* [WHAT IS NEEDED]
Filter the records for "BTreeSet" and keep each line that has it.

(Records from a collection)
------------
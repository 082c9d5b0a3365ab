//! Clang-Tidy driver. The tool prints diagnostics to stdout; the driver
//! writes them to the raw output file itself.

use regex::Regex;
use std::collections::BTreeSet;
use std::fs;
use std::path::{Path, PathBuf};
use std::sync::{LazyLock, OnceLock};

use crate::error::{IoResultExt, Result};
use crate::process::ProcessRunner;
use crate::types::{AnalyzerType, CompilationAction, ResultHandler};

use super::AnalyzerDriver;

static DIAG_RE: LazyLock<Regex> = LazyLock::new(|| {
    Regex::new(r"(?m)^(.+?):\d+:\d+: (?:warning|error|note):")
        .unwrap_or_else(|_| panic!("Invalid Regex"))
});

pub struct ClangTidy {
    clang_tidy: String,
    version: OnceLock<Option<String>>,
}

impl ClangTidy {
    #[must_use]
    pub fn new(clang_tidy: &str) -> Self {
        Self {
            clang_tidy: clang_tidy.to_string(),
            version: OnceLock::new(),
        }
    }
}

impl AnalyzerDriver for ClangTidy {
    fn analyzer_type(&self) -> AnalyzerType {
        AnalyzerType::ClangTidy
    }

    fn artifact_extension(&self) -> &'static str {
        "txt"
    }

    fn construct_command(
        &self,
        action: &CompilationAction,
        _rh: &ResultHandler,
        _ctu_dir: Option<&Path>,
    ) -> Result<Vec<String>> {
        let mut cmd = vec![
            self.clang_tidy.clone(),
            action.absolute_source().to_string_lossy().into_owned(),
            "--".to_string(),
            "-x".to_string(),
            action.language.clone(),
        ];
        cmd.extend(action.compile_flags());
        Ok(cmd)
    }

    fn materialize_output(&self, rh: &ResultHandler) -> Result<()> {
        let path = &rh.raw_output_file;
        if let Some(parent) = path.parent() {
            fs::create_dir_all(parent).at_path(parent)?;
        }
        fs::write(path, &rh.analyzer_stdout).at_path(path)
    }

    fn referenced_files(&self, artifact: &Path) -> Result<Vec<PathBuf>> {
        let text = fs::read_to_string(artifact).at_path(artifact)?;
        Ok(diagnostic_files(&text))
    }

    fn version(&self) -> Option<String> {
        self.version
            .get_or_init(|| {
                let cmd = vec![self.clang_tidy.clone(), "--version".to_string()];
                let result = ProcessRunner::new().run_simple(&cmd, Path::new("."));
                result
                    .passed()
                    .then(|| result.stdout().lines().map(str::trim).find(|l| l.contains("version")))
                    .flatten()
                    .map(str::to_string)
            })
            .clone()
    }
}

/// Distinct files named by `path:line:col: severity:` diagnostics.
fn diagnostic_files(output: &str) -> Vec<PathBuf> {
    DIAG_RE
        .captures_iter(output)
        .map(|c| PathBuf::from(c[1].trim()))
        .collect::<BTreeSet<_>>()
        .into_iter()
        .collect()
}
//! Run metadata handed to the storage layer as `metadata.json`.

use serde::{Deserialize, Serialize};
use std::collections::BTreeMap;
use std::fs;
use std::path::{Path, PathBuf};
use std::time::{SystemTime, UNIX_EPOCH};

use crate::analyzers::Analyzers;
use crate::error::{IoResultExt, Result};
use crate::types::{AnalyzerStatistics, AnalyzerStats, AnalyzerType};

pub const METADATA_FILE: &str = "metadata.json";

#[derive(Debug, Clone, Default, PartialEq, Eq, Serialize, Deserialize)]
pub struct AnalyzerMetadata {
    #[serde(default)]
    pub version: String,
    #[serde(default)]
    pub statistics: AnalyzerStats,
}

#[derive(Debug, Clone, Default, PartialEq, Eq, Serialize, Deserialize)]
pub struct RunMetadata {
    #[serde(default)]
    pub output_dir: PathBuf,
    #[serde(default)]
    pub timestamps: Timestamps,
    #[serde(default)]
    pub analyzers: BTreeMap<String, AnalyzerMetadata>,
    /// Artifact path to the source file it was produced for.
    #[serde(default)]
    pub result_source_files: BTreeMap<PathBuf, PathBuf>,
    #[serde(default)]
    pub skipped: usize,
}

/// Seconds since the Unix epoch.
#[derive(Debug, Clone, Copy, Default, PartialEq, Eq, Serialize, Deserialize)]
pub struct Timestamps {
    pub begin: u64,
    pub end: u64,
}

impl RunMetadata {
    #[must_use]
    pub fn new(output_dir: impl Into<PathBuf>) -> Self {
        Self {
            output_dir: output_dir.into(),
            timestamps: Timestamps {
                begin: now_secs(),
                end: 0,
            },
            ..Self::default()
        }
    }

    /// Queries each registered analyzer for its version once.
    pub fn record_versions<I>(&mut self, analyzers: &Analyzers, used: I)
    where
        I: IntoIterator<Item = AnalyzerType>,
    {
        for analyzer in used {
            if self.analyzers.contains_key(analyzer.name()) {
                continue;
            }
            let version = analyzers
                .get(analyzer)
                .and_then(|driver| driver.version())
                .unwrap_or_default();
            self.analyzers.entry(analyzer.name().to_string()).or_default().version = version;
        }
    }

    #[must_use]
    pub fn analyzer_version(&self, analyzer: AnalyzerType) -> String {
        self.analyzers
            .get(analyzer.name())
            .map(|m| m.version.clone())
            .unwrap_or_default()
    }

    pub fn record_statistics(&mut self, statistics: &AnalyzerStatistics) {
        for (name, stats) in statistics {
            self.analyzers.entry(name.clone()).or_default().statistics = stats.clone();
        }
    }

    pub fn finish(&mut self) {
        self.timestamps.end = now_secs();
    }

    /// Loads previously saved metadata.
    ///
    /// # Errors
    /// Returns error if the file cannot be read or parsed.
    pub fn load(path: &Path) -> Result<Self> {
        let text = fs::read_to_string(path).at_path(path)?;
        Ok(serde_json::from_str(&text)?)
    }

    /// Writes the metadata as pretty JSON.
    ///
    /// # Errors
    /// Returns error if the file cannot be written.
    pub fn save(&self, path: &Path) -> Result<()> {
        let json = serde_json::to_string_pretty(self)?;
        fs::write(path, json).at_path(path)
    }
}

fn now_secs() -> u64 {
    SystemTime::now()
        .duration_since(UNIX_EPOCH)
        .map(|d| d.as_secs())
        .unwrap_or_default()
}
------------
* [OUTPUT]
use std::collections::BTreeSet;
        .collect::<BTreeSet<_>>()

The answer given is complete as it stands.